Police have reunited a 9-year-old girl with her biological mother and arrested a former Harford County woman on charges that she used an elaborate forgery scheme to abduct the girl.
Yesterday, Donna L. Snyder said her daughter, Caitlyn Crowther, is in good health and glad to be home after months of separation. Snyder lashed out at the judicial system, which she believes is responsible for the abduction.
"How can a grandparent have a hard time getting custody of a grandchild, but a complete stranger can get custody of someone's child?" Snyder asked.
Caitlyn Crowther returned home and saw her mother for the first time in nearly a year Wednesday afternoon after police, acting on a tip, found the girl and Maria L. Baughman, 49, in Hampton, Va.
Baughman, a former Abingdon resident, waived an extradition hearing after Harford County sheriff's detectives and FBI agents arrested her in Virginia. She will be formally charged with child stealing, a felony, when she is returned to Maryland in about a week, said Lt. Edward Hopkins, a spokesman for the Harford County sheriff's office.
"We had a tip called in to us recently, and we acted on the tip, and it led us to her," Hopkins, said.
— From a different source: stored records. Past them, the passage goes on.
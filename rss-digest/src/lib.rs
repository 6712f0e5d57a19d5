pub mod aggregator;
pub mod config;
pub mod digest;
pub mod enricher;
pub mod extract;
pub mod fetcher;
pub mod llm_adapter;
pub mod parser;
pub mod pipeline;
pub mod publisher;
pub mod render;
pub mod retry;
pub mod rss_utils;
pub mod types;
pub mod window;

pub use types::*;
pub use interfaces::{EmptyThemeModel, KeywordThemeModel};
pub use aggregator::{AggregationReport, FeedAggregator};
pub use config::{AppConfig, Credentials};
pub use digest::DigestComposer;
pub use enricher::{ContentEnricher, EnrichmentReport};
pub use fetcher::Fetcher;
pub use llm_adapter::OpenAiThemeModel;
pub use parser::FeedParser;
pub use pipeline::{DigestPipeline, PipelineSettings, RunSummary};
pub use publisher::{DocumentPlatform, FeishuClient, FeishuConfig, PublishState, Publisher};
pub use render::render_markdown;
pub use retry::RetryPolicy;
#![allow(dead_code)]

use chrono::{DateTime, Duration, TimeZone, Utc};
use rss_digest::{
    Credentials, DigestConfig, EnrichConfig, Entry, FeishuConfig, FetchConfig, PipelineSettings, RetryPolicy,
};
use std::sync::Once;

static TRACING: Once = Once::new();

pub fn init_tracing() {
    TRACING.call_once(|| {
        let _ = tracing_subscriber::fmt()
            .with_env_filter("rss_digest=debug")
            .with_test_writer()
            .try_init();
    });
}

/// Fixed reference time for every scenario.
pub fn reference() -> DateTime<Utc> {
    Utc.with_ymd_and_hms(2026, 10, 18, 12, 0, 0).unwrap()
}

pub fn hours_before(hours: i64) -> DateTime<Utc> {
    reference() - Duration::hours(hours)
}

pub struct Item<'a> {
    pub title: &'a str,
    pub link: String,
    pub published: Option<DateTime<Utc>>,
}

pub fn item(title: &str, link: String, published: Option<DateTime<Utc>>) -> Item<'_> {
    Item { title, link, published }
}

pub fn rss_feed(title: &str, items: &[Item<'_>]) -> String {
    let mut xml = format!(
        "<?xml version=\"1.0\" encoding=\"UTF-8\"?>\n<rss version=\"2.0\"><channel><title>{}</title><link>https://example.com</link><description>test feed</description>",
        title
    );
    for item in items {
        xml.push_str("<item>");
        xml.push_str(&format!("<title>{}</title><link>{}</link>", item.title, item.link));
        if let Some(ts) = item.published {
            xml.push_str(&format!("<pubDate>{}</pubDate>", ts.to_rfc2822()));
        }
        xml.push_str(&format!("<description>Summary of {}</description>", item.title));
        xml.push_str("</item>");
    }
    xml.push_str("</channel></rss>");
    xml
}

/// A feed pack: an RSS document whose item links are feed URLs.
pub fn pack(sources: &[(&str, String)]) -> String {
    let items: Vec<Item<'_>> = sources
        .iter()
        .map(|(name, url)| item(name, url.clone(), None))
        .collect();
    rss_feed("Curated pack", &items)
}

pub fn article_html(body: &str) -> String {
    format!(
        "<html><head><script>var tracking = 1;</script></head><body><nav>Home | About</nav><article><h1>Heading</h1><p>{}</p></article><footer>Copyright</footer></body></html>",
        body
    )
}

pub fn entry(title: &str, link: String, source: &str, published: DateTime<Utc>) -> Entry {
    Entry {
        title: title.to_string(),
        link,
        published: Some(published),
        source_name: source.to_string(),
        summary: Some(format!("Summary of {}", title)),
        full_content: None,
        categories: Vec::new(),
    }
}

pub fn fetch_config() -> FetchConfig {
    FetchConfig {
        timeout_seconds: 5,
        max_retries: 1,
        retry_delay_ms: 1,
        ..FetchConfig::default()
    }
}

pub fn feishu_config(base_url: String) -> FeishuConfig {
    let credentials = Credentials::from_values(Some("cli_test".into()), Some("test-secret".into())).unwrap();
    FeishuConfig {
        base_url,
        retry: RetryPolicy::new(2, std::time::Duration::from_millis(1)),
        ..FeishuConfig::new(credentials)
    }
}

pub fn settings(pack_url: String, feishu: Option<FeishuConfig>) -> PipelineSettings {
    PipelineSettings {
        fetch: fetch_config(),
        enrich: EnrichConfig {
            timeout_seconds: 5,
            ..EnrichConfig::default()
        },
        digest: DigestConfig {
            pack_url,
            ..DigestConfig::default()
        },
        feishu,
        output_dir: None,
    }
}
use crate::retry::{status_error, RetryPolicy};
use crate::types::{FetchConfig, Result};
use reqwest::{Client, Response};
use std::time::{Duration, Instant};
use tracing::{debug, info};
use url::Url;

/// Shared HTTP client for feed and article downloads.
///
/// Every request is bounded by the client timeout, so a stalled server counts
/// as a failure instead of blocking the run.
#[derive(Clone)]
pub struct Fetcher {
    client: Client,
    config: FetchConfig,
    retry: RetryPolicy,
}

impl Fetcher {
    pub fn new(config: FetchConfig) -> Result<Self> {
        let client = Client::builder()
            .user_agent(&config.user_agent)
            .timeout(Duration::from_secs(config.timeout_seconds))
            .gzip(true)
            .deflate(true)
            .brotli(true)
            .redirect(reqwest::redirect::Policy::limited(config.max_redirects))
            .build()?;

        let retry = RetryPolicy::new(config.max_retries, Duration::from_millis(config.retry_delay_ms));

        Ok(Self { client, config, retry })
    }

    pub fn config(&self) -> &FetchConfig {
        &self.config
    }

    /// GET `url` as text, retrying transient failures.
    pub async fn fetch_text(&self, url: &str) -> Result<String> {
        Url::parse(url)?;
        let start_time = Instant::now();

        let content = self
            .retry
            .run(url, || async move {
                let response = self.get(url).await?;
                Ok(response.text().await?)
            })
            .await?;

        info!(
            "Fetched {} ({} bytes in {}ms)",
            url,
            content.len(),
            start_time.elapsed().as_millis()
        );
        Ok(content)
    }

    /// Single-attempt GET used for article pages.
    pub async fn fetch_full_content(&self, url: &str) -> Result<String> {
        debug!("Fetching full content from: {}", url);
        Url::parse(url)?;
        let response = self.get(url).await?;
        Ok(response.text().await?)
    }

    async fn get(&self, url: &str) -> Result<Response> {
        let response = self.client.get(url).send().await?;
        if !response.status().is_success() {
            return Err(status_error(url, response).await);
        }
        Ok(response)
    }
}
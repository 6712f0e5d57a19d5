//! Readable-text extraction from article HTML.
//!
//! Finds the main content container, prefers paragraph and heading text inside
//! it, and falls back to every visible text node when a page has no paragraphs.

use crate::rss_utils::text::truncate_chars;
use scraper::{ElementRef, Html, Selector};

const CONTAINERS: [&str; 4] = ["article", "main", r#"[role="main"]"#, "body"];
const BLOCKS: &str = "p, h1, h2, h3, h4, pre";
const SKIPPED: [&str; 8] = [
    "script", "style", "noscript", "nav", "header", "footer", "aside", "template",
];

pub fn extract_readable_text(html: &str, max_chars: usize) -> String {
    let document = Html::parse_document(html);
    let text = main_container(&document)
        .map(|container| container_text(&container))
        .unwrap_or_default();
    truncate_chars(&text, max_chars)
}

fn main_container(document: &Html) -> Option<ElementRef<'_>> {
    CONTAINERS.iter().find_map(|css| {
        Selector::parse(css)
            .ok()
            .and_then(|selector| document.select(&selector).next())
    })
}

fn container_text(container: &ElementRef<'_>) -> String {
    let from_blocks = Selector::parse(BLOCKS)
        .map(|selector| {
            container
                .select(&selector)
                .filter(|el| !is_skipped(el))
                .map(|el| collapse(&el.text().collect::<Vec<_>>().join(" ")))
                .filter(|t| !t.is_empty())
                .collect::<Vec<_>>()
                .join(" ")
        })
        .unwrap_or_default();

    if !from_blocks.is_empty() {
        return from_blocks;
    }

    let visible: Vec<&str> = container
        .descendants()
        .filter_map(|node| {
            let text = node.value().as_text()?;
            let hidden = node.ancestors().any(|a| {
                a.value()
                    .as_element()
                    .is_some_and(|e| SKIPPED.contains(&e.name()))
            });
            if hidden {
                None
            } else {
                Some(&**text)
            }
        })
        .collect();
    collapse(&visible.join(" "))
}

fn is_skipped(el: &ElementRef<'_>) -> bool {
    el.ancestors().any(|a| {
        a.value()
            .as_element()
            .is_some_and(|e| SKIPPED.contains(&e.name()))
    })
}

fn collapse(text: &str) -> String {
    text.split_whitespace().collect::<Vec<_>>().join(" ")
}

#[cfg(test)]
mod tests {
    use super::*;

    #[test]
    fn prefers_article_paragraphs() {
        let html = r#"<html><head><title>t</title><script>var x = 1;</script></head>
            <body><nav><p>Menu</p></nav>
            <article><h1>Headline</h1><p>First   paragraph.</p><p>Second paragraph.</p></article>
            <footer><p>Copyright</p></footer></body></html>"#;
        assert_eq!(extract_readable_text(html, 500), "Headline First paragraph. Second paragraph.");
    }

    #[test]
    fn falls_back_to_visible_text() {
        let html = r#"<html><body><div>Plain <span>text</span> page</div><script>ignored()</script></body></html>"#;
        assert_eq!(extract_readable_text(html, 500), "Plain text page");
    }

    #[test]
    fn skips_paragraphs_inside_navigation() {
        let html = r#"<html><body><header><p>Site name</p></header><p>Body text</p></body></html>"#;
        assert_eq!(extract_readable_text(html, 500), "Body text");
    }

    #[test]
    fn truncates_long_text() {
        let html = format!("<html><body><p>{}</p></body></html>", "a".repeat(600));
        let text = extract_readable_text(&html, 500);
        assert_eq!(text.chars().count(), 503);
        assert!(text.ends_with("..."));
    }

    #[test]
    fn empty_page_yields_empty_text() {
        assert!(extract_readable_text("", 500).is_empty());
    }
}
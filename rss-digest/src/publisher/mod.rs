//! Publishing the rendered digest to a document platform.
//!
//! [`Publisher`] drives the `Unauthenticated → Authenticated → DocumentCreated →
//! ContentWritten` state machine over any [`DocumentPlatform`]; each failure is
//! terminal and remembers the state it happened in.

pub mod blocks;
pub mod feishu;

pub use feishu::{FeishuClient, FeishuConfig};

use crate::types::{DigestError, Result};
use async_trait::async_trait;
use std::fmt;
use tracing::{error, info};

/// Short-lived platform access token. Kept out of logs.
#[derive(Clone, PartialEq, Eq)]
pub struct AccessToken(String);

impl AccessToken {
    pub fn new(token: impl Into<String>) -> Self {
        Self(token.into())
    }

    pub fn secret(&self) -> &str {
        &self.0
    }
}

impl fmt::Debug for AccessToken {
    fn fmt(&self, f: &mut fmt::Formatter<'_>) -> fmt::Result {
        f.write_str("AccessToken(***)")
    }
}

/// The three calls a document platform has to support.
#[async_trait]
pub trait DocumentPlatform: Send + Sync {
    fn platform_name(&self) -> String;

    async fn authenticate(&self) -> Result<AccessToken>;

    /// Returns the new document's identifier.
    async fn create_document(&self, token: &AccessToken, title: &str) -> Result<String>;

    async fn write_content(&self, token: &AccessToken, document_id: &str, markdown: &str) -> Result<()>;
}

#[derive(Debug, Clone, PartialEq, Eq)]
pub enum PublishState {
    Unauthenticated,
    Authenticated,
    DocumentCreated { document_id: String },
    ContentWritten { document_id: String },
    AuthFailed,
    CreationFailed,
    WriteFailed { document_id: String },
}

impl PublishState {
    pub fn is_terminal(&self) -> bool {
        !matches!(
            self,
            PublishState::Unauthenticated | PublishState::Authenticated | PublishState::DocumentCreated { .. }
        )
    }
}

pub struct Publisher<P: DocumentPlatform> {
    platform: P,
    state: PublishState,
}

impl<P: DocumentPlatform> Publisher<P> {
    pub fn new(platform: P) -> Self {
        Self {
            platform,
            state: PublishState::Unauthenticated,
        }
    }

    pub fn state(&self) -> &PublishState {
        &self.state
    }

    /// Authenticate, create the document, write the content. Returns the document id.
    ///
    /// A publisher runs once; calling this again after a terminal state is an error.
    pub async fn publish(&mut self, title: &str, markdown: &str) -> Result<String> {
        if self.state != PublishState::Unauthenticated {
            return Err(DigestError::PublisherReused(format!("{:?}", self.state)));
        }

        let platform = self.platform.platform_name();
        info!("Publishing \"{}\" to {}", title, platform);

        let token = match self.platform.authenticate().await {
            Ok(token) => token,
            Err(e) => return Err(self.fail(PublishState::AuthFailed, e)),
        };
        self.state = PublishState::Authenticated;
        info!("Obtained {} access token", platform);

        let document_id = match self.platform.create_document(&token, title).await {
            Ok(id) => id,
            Err(e) => return Err(self.fail(PublishState::CreationFailed, e)),
        };
        self.state = PublishState::DocumentCreated {
            document_id: document_id.clone(),
        };
        info!("Created document {}", document_id);

        if let Err(e) = self.platform.write_content(&token, &document_id, markdown).await {
            let failed = PublishState::WriteFailed {
                document_id: document_id.clone(),
            };
            return Err(self.fail(failed, e));
        }
        self.state = PublishState::ContentWritten {
            document_id: document_id.clone(),
        };
        info!("Wrote digest content to document {}", document_id);

        Ok(document_id)
    }

    fn fail(&mut self, state: PublishState, e: DigestError) -> DigestError {
        error!("Publishing failed in state {:?}: {}", self.state, e);
        self.state = state;
        e
    }
}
The case involving Caitlyn Crowther began in 1995 when Snyder - then a single mother working two jobs - agreed to let her daughter stay with Baughman at Baughman's home in Middle River. Snyder, now 28, was working long hours during the week but visited Caitlyn every weekend.
Snyder - who does not want her address made public because she fears for her daughter's safety - said she met Baughman through a mutual friend and decided "she seemed like the perfect baby sitter."
At the end of 1996, Baughman went to Baltimore Circuit Court with forged documents and signatures and persuaded Judge Joseph P. McCurdy that Snyder was giving up her custodial rights, police said. Baughman produced two forged documents claiming Caitlyn's mother and father no longer wanted their child, Snyder said.
She said the court never notified her or Caitlyn's father of the custody hearing.
"If you have two parents in the same state that are agreeing to give up custody and this someone goes to a courtroom, why would a judge not want to speak to one of the parents?" Snyder asked yesterday. "Why wouldn't they bring you into the courtroom.
McCurdy was unavailable for comment yesterday. His secretary said he "had no recollection of the case."